It’s been about three months since she’d enlisted, and frankly she’s been aching to start working on actual _maneuvering._ The basic units on how to handle knifes and hand to hand combat, although admittedly necessary for some recruits, had bored her; she’d been trained with them before

The only highlight was shoving Reiner’s ass into his face.

It’s dangerous; she tells herself one early morning, exactly a week after the fight with Mikasa. You can’t do this. You shouldn’t.
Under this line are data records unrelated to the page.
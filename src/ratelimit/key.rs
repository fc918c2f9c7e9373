//! Limiter key construction.

use std::fmt;

use super::rules::Route;

/// A key that identifies one caller of one route.
///
/// Public routes key on the caller's network address and the targeted user;
/// identity routes key on the submitted email or username. The route name is
/// always the last segment, so the same caller never shares quota across routes.
#[derive(Debug, Clone, PartialEq, Eq, Hash)]
pub struct LimitKey {
    /// Segments preceding the route name
    pub parts: Vec<String>,
    /// The route this key is counted against
    pub route: Route,
}

impl LimitKey {
    /// `{caller_address}_{target_username}_{route}`
    pub fn public(caller_address: &str, target_username: &str, route: Route) -> Self {
        Self {
            parts: vec![caller_address.to_string(), target_username.to_string()],
            route,
        }
    }

    /// `{identity}_{route}`
    pub fn identity(identity: &str, route: Route) -> Self {
        Self {
            parts: vec![identity.to_string()],
            route,
        }
    }

    /// The string handed to the counter store.
    pub fn to_string_key(&self) -> String {
        let mut key = self.parts.join("_");
        key.push('_');
        key.push_str(self.route.name());
        key
    }
}

impl fmt::Display for LimitKey {
    fn fmt(&self, f: &mut fmt::Formatter<'_>) -> fmt::Result {
        write!(f, "{}", self.to_string_key())
    }
}
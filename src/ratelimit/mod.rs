//! Rate limiting logic and state management.

mod backend;
mod key;
mod limiter;
mod rules;
mod sweeper;

pub use backend::CounterStore;
pub use key::LimitKey;
pub use limiter::{
    LimiterOptions, RateLimitDecision, RateLimiter, DEFAULT_MAX_TRACKED_KEYS, DEFAULT_WINDOW_MILLIS,
};
pub use rules::{Route, RouteLimits};
pub use sweeper::spawn_sweeper;
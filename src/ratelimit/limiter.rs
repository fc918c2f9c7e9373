//! Core rate limiter implementation.

use moka::policy::EvictionPolicy;
use moka::sync::Cache;
use std::time::Duration;
use tracing::{debug, trace};

/// Default window length in milliseconds.
pub const DEFAULT_WINDOW_MILLIS: u64 = 60_000;
/// Default number of distinct keys tracked at once.
pub const DEFAULT_MAX_TRACKED_KEYS: usize = 500;

/// Construction options for a [`RateLimiter`].
///
/// Missing or zero values fall back to the defaults.
#[derive(Debug, Clone, Copy, Default, PartialEq, Eq)]
pub struct LimiterOptions {
    /// Window length before an untouched counter expires
    pub window_millis: Option<u64>,
    /// Maximum number of distinct keys resident at once
    pub max_tracked_keys: Option<usize>,
}

impl LimiterOptions {
    /// Effective window length.
    pub fn window(&self) -> Duration {
        let millis = self
            .window_millis
            .filter(|&ms| ms > 0)
            .unwrap_or(DEFAULT_WINDOW_MILLIS);
        Duration::from_millis(millis)
    }

    /// Effective key capacity.
    pub fn max_tracked_keys(&self) -> usize {
        self.max_tracked_keys
            .filter(|&n| n > 0)
            .unwrap_or(DEFAULT_MAX_TRACKED_KEYS)
    }
}

/// Outcome of a single [`RateLimiter::check`] call.
#[derive(Debug, Clone, Copy, PartialEq, Eq)]
pub struct RateLimitDecision {
    /// Whether the caller has reached its limit
    pub is_rate_limited: bool,
    /// `limit - usage`; negative once the caller is past its limit
    pub usage_left: i64,
}

impl RateLimitDecision {
    /// Remaining quota floored at zero, for display.
    pub fn remaining(&self) -> u64 {
        self.usage_left.max(0) as u64
    }
}

/// Process-local admission counter.
///
/// Counters live in a bounded LRU cache whose entries expire one window after
/// their last write. Each instance owns its own cache; the gate builds one per
/// protected route. Increments go through the cache's per-key upsert, so two
/// callers on the same key never read the same count.
pub struct RateLimiter {
    cache: Cache<String, u64>,
    window: Duration,
    max_tracked_keys: usize,
}

impl RateLimiter {
    /// Create a new rate limiter.
    pub fn new(options: LimiterOptions) -> Self {
        let window = options.window();
        let max_tracked_keys = options.max_tracked_keys();

        debug!(
            window_ms = window.as_millis() as u64,
            max_tracked_keys, "Creating rate limiter"
        );

        let cache = Cache::builder()
            .max_capacity(max_tracked_keys as u64)
            .time_to_live(window)
            .eviction_policy(EvictionPolicy::lru())
            .build();

        Self {
            cache,
            window,
            max_tracked_keys,
        }
    }

    /// Record one attempt for `key` and report whether it is over `limit`.
    ///
    /// The call counts itself: the `n`-th call in a window sees `usage == n`,
    /// is limited once `n >= limit`, and reports `usage_left == limit - n`.
    pub fn check(&self, key: &str, limit: u32) -> RateLimitDecision {
        let usage = self
            .cache
            .entry_by_ref(key)
            .and_upsert_with(|current| {
                current.map_or(1, |entry| entry.into_value().saturating_add(1))
            })
            .into_value();

        // A new key may push the cache over capacity; evict now rather than
        // on the cache's own schedule.
        if usage == 1 {
            self.cache.run_pending_tasks();
        }

        let limit = i64::from(limit);
        let usage = usage.min(i64::MAX as u64) as i64;
        let decision = RateLimitDecision {
            is_rate_limited: usage >= limit,
            usage_left: limit - usage,
        };

        trace!(key = %key, usage, limit, "Checked rate limit");
        if decision.is_rate_limited {
            debug!(key = %key, usage, limit, "Rate limit reached");
        }

        decision
    }

    /// Current count for `key`, or `None` if it is absent or expired.
    ///
    /// The lookup counts as a use of `key` for eviction order.
    pub fn counter_value(&self, key: &str) -> Option<u64> {
        self.cache.get(key)
    }

    /// Drop expired counters. Returns how many were removed.
    pub fn purge_expired(&self) -> usize {
        let before = self.cache.entry_count();
        self.cache.run_pending_tasks();
        before.saturating_sub(self.cache.entry_count()) as usize
    }

    /// Clear all counters.
    ///
    /// This is primarily useful for testing.
    pub fn clear(&self) {
        self.cache.invalidate_all();
        self.cache.run_pending_tasks();
    }

    /// Number of resident counters.
    pub fn counter_count(&self) -> usize {
        self.cache.run_pending_tasks();
        self.cache.entry_count() as usize
    }

    pub fn window(&self) -> Duration {
        self.window
    }

    pub fn max_tracked_keys(&self) -> usize {
        self.max_tracked_keys
    }
}

impl Default for RateLimiter {
    fn default() -> Self {
        Self::new(LimiterOptions::default())
    }
}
Annie knows her limits. She knows why she’s being so cautious; why she mustn’t forget the reason she joined the military, why they all can’t get too attached. But something about the dark-haired girl intrigues her, and despite what’s been drilled into her head, she decides that she’s human after all.

She wants friends.

She wants to have people she can swing her arm around after training when they stagger to the showers; people that will braid her hair and help her out of her gear, people who will watch with careful eyes when she flies through a course—not because they’re looking on in awe, but because they’re ready to catch her if she falls.

And maybe, she wants someone who she can be truthful around.

It’s difficult to think of things to say to Mikasa, having mostly stuck to herself or occasionally dealing with Reiner and Bertholdt, but Annie tries.

She waits outside of the girls’ barracks, leaning on the weathered wood of the long building, arms crossed and face impassive, watching the girls trickle out in groups into the open field to the mess hall.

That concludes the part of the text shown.